Medical data sharing should be more commonplace. But the sanctity of medical data and the strength of relevant privacy laws provide strong incentives to protect data, and severe consequences for any error in data sharing. Data are sometimes sequestered for economic reasons; one study found hospitals that shared data were more likely to lose patients to local competitors. And even when the will to share data exists, lack of interoperability between medical records systems remains a formidable technical barrier. The backlash from big tech’s use of personal data over the past two decades has also cast a long shadow over medical data sharing. The public has become deeply skeptical of any attempt to aggregate personal data, even for a worthy purpose.
This is not the first time that medical data have lacked diversity. Since the early days of clinical trials, women and minority groups have been underrepresented as study participants; evidence mounted that these groups experienced fewer benefits and more side effects from approved medications. Addressing this imbalance ultimately required a joint effort from the NIH, FDA, researchers and industry, and an act of Congress in 1993; it remains a work in progress to this day. One of the companies racing toward a COVID vaccine recently announced a delay to recruit more diverse participants; it’s that important.
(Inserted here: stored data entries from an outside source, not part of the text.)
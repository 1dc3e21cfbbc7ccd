use serde::{Deserialize, Serialize};
use serde_json::Value;
use std::collections::BTreeMap;

/// Coordinates exactly as the geocoder reports them.
#[derive(Debug, Clone, PartialEq, Eq, Serialize, Deserialize)]
pub struct Coordinates {
    pub lat: String,
    pub lon: String,
}

#[derive(Debug, Clone, PartialEq, Eq, Serialize, Deserialize)]
pub struct DateRange {
    pub start: String,
    pub end: String,
}

/// Daylight figures for one day. Fields the service does not model are kept
/// in `extra` so nothing the upstream returns is dropped.
#[derive(Debug, Clone, PartialEq, Serialize, Deserialize)]
pub struct SunTimes {
    pub sunrise: String,
    pub sunset: String,
    #[serde(default, skip_serializing_if = "Option::is_none")]
    pub solar_noon: Option<String>,
    #[serde(default, skip_serializing_if = "Option::is_none")]
    pub day_length: Option<Value>,
    #[serde(default, skip_serializing_if = "Option::is_none")]
    pub civil_twilight_begin: Option<String>,
    #[serde(default, skip_serializing_if = "Option::is_none")]
    pub civil_twilight_end: Option<String>,
    #[serde(default, skip_serializing_if = "Option::is_none")]
    pub nautical_twilight_begin: Option<String>,
    #[serde(default, skip_serializing_if = "Option::is_none")]
    pub nautical_twilight_end: Option<String>,
    #[serde(default, skip_serializing_if = "Option::is_none")]
    pub astronomical_twilight_begin: Option<String>,
    #[serde(default, skip_serializing_if = "Option::is_none")]
    pub astronomical_twilight_end: Option<String>,
    #[serde(flatten)]
    pub extra: BTreeMap<String, Value>,
}

#[derive(Debug, Clone, PartialEq, Serialize, Deserialize)]
pub struct DaySunData {
    pub date: String,
    pub sun_data: SunTimes,
}

/// The merged response for one request. Serialized as-is by `/sun`.
#[derive(Debug, Clone, PartialEq, Serialize, Deserialize)]
pub struct AggregatedResult {
    pub city: String,
    pub coordinates: Coordinates,
    pub date_range: DateRange,
    pub sun: Vec<DaySunData>,
}

#[derive(Debug, Clone, Deserialize)]
pub struct NominatimPlace {
    pub lat: String,
    pub lon: String,
    #[serde(default)]
    pub display_name: Option<String>,
}

/// `results` is an object on success and an empty string on failure, so it is
/// only decoded into `SunTimes` after `status` has been checked.
#[derive(Debug, Clone, Deserialize)]
pub struct SunriseSunsetResponse {
    pub status: String,
    #[serde(default)]
    pub results: Value,
}

#[cfg(test)]
mod tests {
    use super::*;

    #[test]
    fn test_sun_times_keeps_unknown_fields() {
        let raw = r#"{
            "sunrise": "2024-06-01T02:46:51+00:00",
            "sunset": "2024-06-01T19:19:27+00:00",
            "solar_noon": "2024-06-01T11:03:09+00:00",
            "day_length": 59556,
            "civil_twilight_end": "2024-06-01T20:08:18+00:00",
            "moon_phase": "waxing"
        }"#;

        let times: SunTimes = serde_json::from_str(raw).unwrap();
        assert_eq!(times.sunrise, "2024-06-01T02:46:51+00:00");
        assert_eq!(times.day_length, Some(Value::from(59556)));
        assert_eq!(times.extra.get("moon_phase"), Some(&Value::from("waxing")));
        assert!(times.nautical_twilight_begin.is_none());

        let back = serde_json::to_value(&times).unwrap();
        assert_eq!(back["moon_phase"], "waxing");
        assert_eq!(back["civil_twilight_end"], "2024-06-01T20:08:18+00:00");
        assert!(back.get("nautical_twilight_begin").is_none());
    }

    #[test]
    fn test_sunrise_sunset_error_envelope_parses() {
        let raw = r#"{"results": "", "status": "INVALID_DATE"}"#;
        let parsed: SunriseSunsetResponse = serde_json::from_str(raw).unwrap();
        assert_eq!(parsed.status, "INVALID_DATE");
        assert_eq!(parsed.results, Value::from(""));

        let raw = r#"{"status": "INVALID_REQUEST"}"#;
        let parsed: SunriseSunsetResponse = serde_json::from_str(raw).unwrap();
        assert!(parsed.results.is_null());
    }
}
It’s not just medicine; AI has begun to play the role of trained expert in other high-stakes domains. AI tools help judges with sentencing decisions, redirect the focus of law enforcement, and suggest to bank officers whether to approve a loan application. Before algorithms become an integral part of high-stakes decisions that can enhance or derail the lives of everyday citizens, we must understand and mitigate embedded biases.
Bias in AI is a complex issue; simply providing diverse training data does not guarantee elimination of bias. Several other concerns have been raised—for example, lack of diversity among developers and funders of AI tools; framing of problems from the perspective of majority groups; implicitly biased assumptions about data; and use of outputs of AI tools to perpetuate biases, either inadvertently or explicitly. Because obtaining high-quality data is challenging, researchers are building algorithms that try to do more with less. From these innovations may emerge new ways to decrease AI’s need for huge data sets. But for now, ensuring diversity of data used to train algorithms is central to our ability to understand and mitigate biases of AI.
To ensure that the algorithms of tomorrow are not just powerful but also fair, we must build the technical, regulatory, economic and privacy infrastructure to deliver the large and diverse data required to train these algorithms. We can no longer move forward blindly, building and deploying tools with whatever data happen to be available, dazzled by a veneer of digital gloss and promises of progress, and then lament the “unforeseeable consequences.” The consequences are foreseeable. But they don’t have to be inevitable.